"A Peste" de Albert Camus, prémio Nobel de 1957, fica entre os livros mais marcantes que li. Não só por ser um magnífico romance ao abordar a questão do Homem em sociedade face a desafios extremos, estar muito bem escrito, mas também, por desenvolver um tema que me é caro: a catástrofe pública e o exílio duma comunidade; que me recordam a situação de ter sido sinistrado de um sismo, responsável e residente de campos de acolhimento de desalojados.
"A Peste" narra o viver da cidade, Orão, Argélia, até o aparecimento da epidemia infetocontagiosa, o longo período de quarentena da sua população e os comportamentos no desaparecimento da doença, vistos pelos olhos de um médico que lutou e enfrentou o problema, em combinação com as memórias das pessoas que com ele trabalharam na crise.
Desde o surgir da doença no livro que me vieram os paralelismos com "Ensaio sobre a cegueira" de Saramago, que li antes do sismo na minha comunidade. Neste predomina a ação entre quem ficou doente e segregado da sociedade. Camus destaca as relações humanas em quem procura proteger a comunidade da peste.
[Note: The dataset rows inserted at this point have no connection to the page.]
//! Global context for stevedore operations.
//!
//! Provides centralized access to configuration, paths, and environment.

use std::path::{Path, PathBuf};
use std::sync::LazyLock;

use anyhow::{Context, Result};
use directories::ProjectDirs;

use crate::core::manifest::{find_manifest_upward, ManifestError};
use crate::util::config::{load_config, project_config_path, Config};

/// Project directories for stevedore
static PROJECT_DIRS: LazyLock<Option<ProjectDirs>> =
    LazyLock::new(|| ProjectDirs::from("com", "stevedore", "stevedore"));

/// Global context containing configuration and paths.
#[derive(Debug, Clone)]
pub struct GlobalContext {
    /// Current working directory
    cwd: PathBuf,

    /// Directory holding the global config file, if the platform has one
    config_dir: Option<PathBuf>,

    /// Whether to use verbose output
    verbose: bool,

    /// Whether to use colors in output
    color: bool,
}

impl GlobalContext {
    /// Create a new GlobalContext with defaults.
    pub fn new() -> Result<Self> {
        let cwd = std::env::current_dir().context("failed to get current directory")?;

        let config_dir = PROJECT_DIRS
            .as_ref()
            .map(|dirs| dirs.config_dir().to_path_buf());

        Ok(GlobalContext {
            cwd,
            config_dir,
            verbose: false,
            color: true,
        })
    }

    /// Create a GlobalContext with a specific working directory.
    pub fn with_cwd(cwd: PathBuf) -> Result<Self> {
        let mut ctx = Self::new()?;
        ctx.cwd = cwd;
        Ok(ctx)
    }

    /// Set verbose mode.
    pub fn set_verbose(&mut self, verbose: bool) {
        self.verbose = verbose;
    }

    /// Set color output.
    pub fn set_color(&mut self, color: bool) {
        self.color = color;
    }

    /// Get the current working directory.
    pub fn cwd(&self) -> &Path {
        &self.cwd
    }

    /// Get the global configuration file path.
    pub fn config_path(&self) -> Option<PathBuf> {
        self.config_dir.as_ref().map(|dir| dir.join("config.toml"))
    }

    /// Check if verbose mode is enabled.
    pub fn is_verbose(&self) -> bool {
        self.verbose
    }

    /// Check if color output is enabled.
    pub fn color(&self) -> bool {
        self.color
    }

    /// Find the manifest starting from cwd and searching upward.
    pub fn find_manifest(&self) -> Result<PathBuf, ManifestError> {
        find_manifest_upward(&self.cwd)
    }

    /// Load global and project configuration for the project rooted at `project_root`.
    pub fn load_config(&self, project_root: &Path) -> Config {
        let global = self.config_path();
        load_config(global.as_deref(), &project_config_path(project_root))
    }
}

#[cfg(test)]
mod tests {
    use super::*;
    use crate::core::manifest::MANIFEST_NAME;
    use tempfile::TempDir;

    #[test]
    fn test_find_manifest_from_subdir() {
        let tmp = TempDir::new().unwrap();
        std::fs::write(tmp.path().join(MANIFEST_NAME), "").unwrap();
        let sub = tmp.path().join("scipy").join("interpolate");
        std::fs::create_dir_all(&sub).unwrap();

        let ctx = GlobalContext::with_cwd(sub).unwrap();
        assert_eq!(ctx.find_manifest().unwrap(), tmp.path().join(MANIFEST_NAME));
    }

    #[test]
    fn test_project_config_is_read() {
        let tmp = TempDir::new().unwrap();
        let path = project_config_path(tmp.path());
        std::fs::create_dir_all(path.parent().unwrap()).unwrap();
        std::fs::write(&path, "[build]\njobs = 3\n").unwrap();

        let ctx = GlobalContext::with_cwd(tmp.path().to_path_buf()).unwrap();
        assert_eq!(ctx.load_config(tmp.path()).build.jobs, Some(3));
    }
}
//! Implementation of `stevedore plan`.

use std::collections::BTreeSet;

use crate::builder::errors::BuildError;
use crate::core::action::BuildAction;
use crate::hook::BuildPass;

/// Options for the plan command.
#[derive(Debug, Clone, Default)]
pub struct PlanOptions {
    /// Specific targets to plan (empty = all)
    pub targets: Vec<String>,

    /// Number of parallel jobs
    pub jobs: Option<usize>,
}

/// Produce build actions for the requested targets.
///
/// With no explicit targets every registered builder runs, in parallel, and
/// the actions come back sorted by subsystem then target. Explicit targets
/// are planned in the order given; repeats are planned once.
pub fn plan(pass: &BuildPass, opts: &PlanOptions) -> Result<Vec<BuildAction>, BuildError> {
    if opts.targets.is_empty() {
        return pass.build_all(opts.jobs);
    }

    let mut seen = BTreeSet::new();
    opts.targets
        .iter()
        .filter(|target| seen.insert(target.as_str()))
        .map(|target| {
            tracing::debug!("Planning `{}`", target);
            pass.build_target(target)
        })
        .collect()
}

#[cfg(test)]
mod tests {
    use std::sync::Arc;

    use super::*;
    use crate::builder::default::StandardBuilder;
    use crate::builder::errors::RegistryError;
    use crate::subsystems::InterpolateHook;

    fn pass() -> BuildPass {
        let mut pass = BuildPass::new(Arc::new(StandardBuilder::new().with_os("linux")));
        pass.run_hook(&InterpolateHook).unwrap();
        pass
    }

    #[test]
    fn test_plan_everything() {
        let actions = plan(&pass(), &PlanOptions::default()).unwrap();
        let names: Vec<_> = actions.iter().map(|a| a.target.as_str()).collect();
        assert_eq!(
            names,
            vec!["_fitpack", "_interpolate", "_ppoly", "dfitpack", "fitpack", "interpnd"]
        );
    }

    #[test]
    fn test_plan_selected_targets_in_order() {
        let opts = PlanOptions {
            targets: vec!["interpnd".into(), "fitpack".into(), "interpnd".into()],
            jobs: None,
        };
        let actions = plan(&pass(), &opts).unwrap();
        let names: Vec<_> = actions.iter().map(|a| a.target.as_str()).collect();
        assert_eq!(names, vec!["interpnd", "fitpack"]);
    }

    #[test]
    fn test_plan_unknown_target_suggests() {
        let opts = PlanOptions {
            targets: vec!["FITPACK".into()],
            jobs: None,
        };
        let err = plan(&pass(), &opts).unwrap_err();
        match err {
            BuildError::Registry(RegistryError::UnresolvedTarget { suggestions, .. }) => {
                assert!(suggestions.contains(&"fitpack".to_string()));
            }
            other => panic!("unexpected error: {other:?}"),
        }
    }
}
Nos dois há um exílio do resto do mundo, só que agora é duplicado: da equipa face aos doentes e dos ainda saudáveis com o mundo exterior.
Interessante as mudanças de comportamentos em consequência da situação: o casal que vivia uma relação distante que separados pela quarentena preferem se juntar, o Padre que aproveita a doença para pregar o arrependimento mas cujo sofrimento maior de uma criança inocente altera a sua visão, o que tenta furar o cerco para ir ter com a sua paixão e se converte a dedicar ao combate, o que definha com a esperança do fim da luta à doença. A moral, a ética e a crença são assim abordadas em moldes filosóficos não cansativos.
Ficou-me a certeza que, pela duração, uma epidemia, tal como uma longa guerra são bem mais desgastantes que uma catástrofe momentânea que passa, mas ambas deixam feridas e mudam a pessoa humana para sempre à custa da dor que deixam. Excelente romance.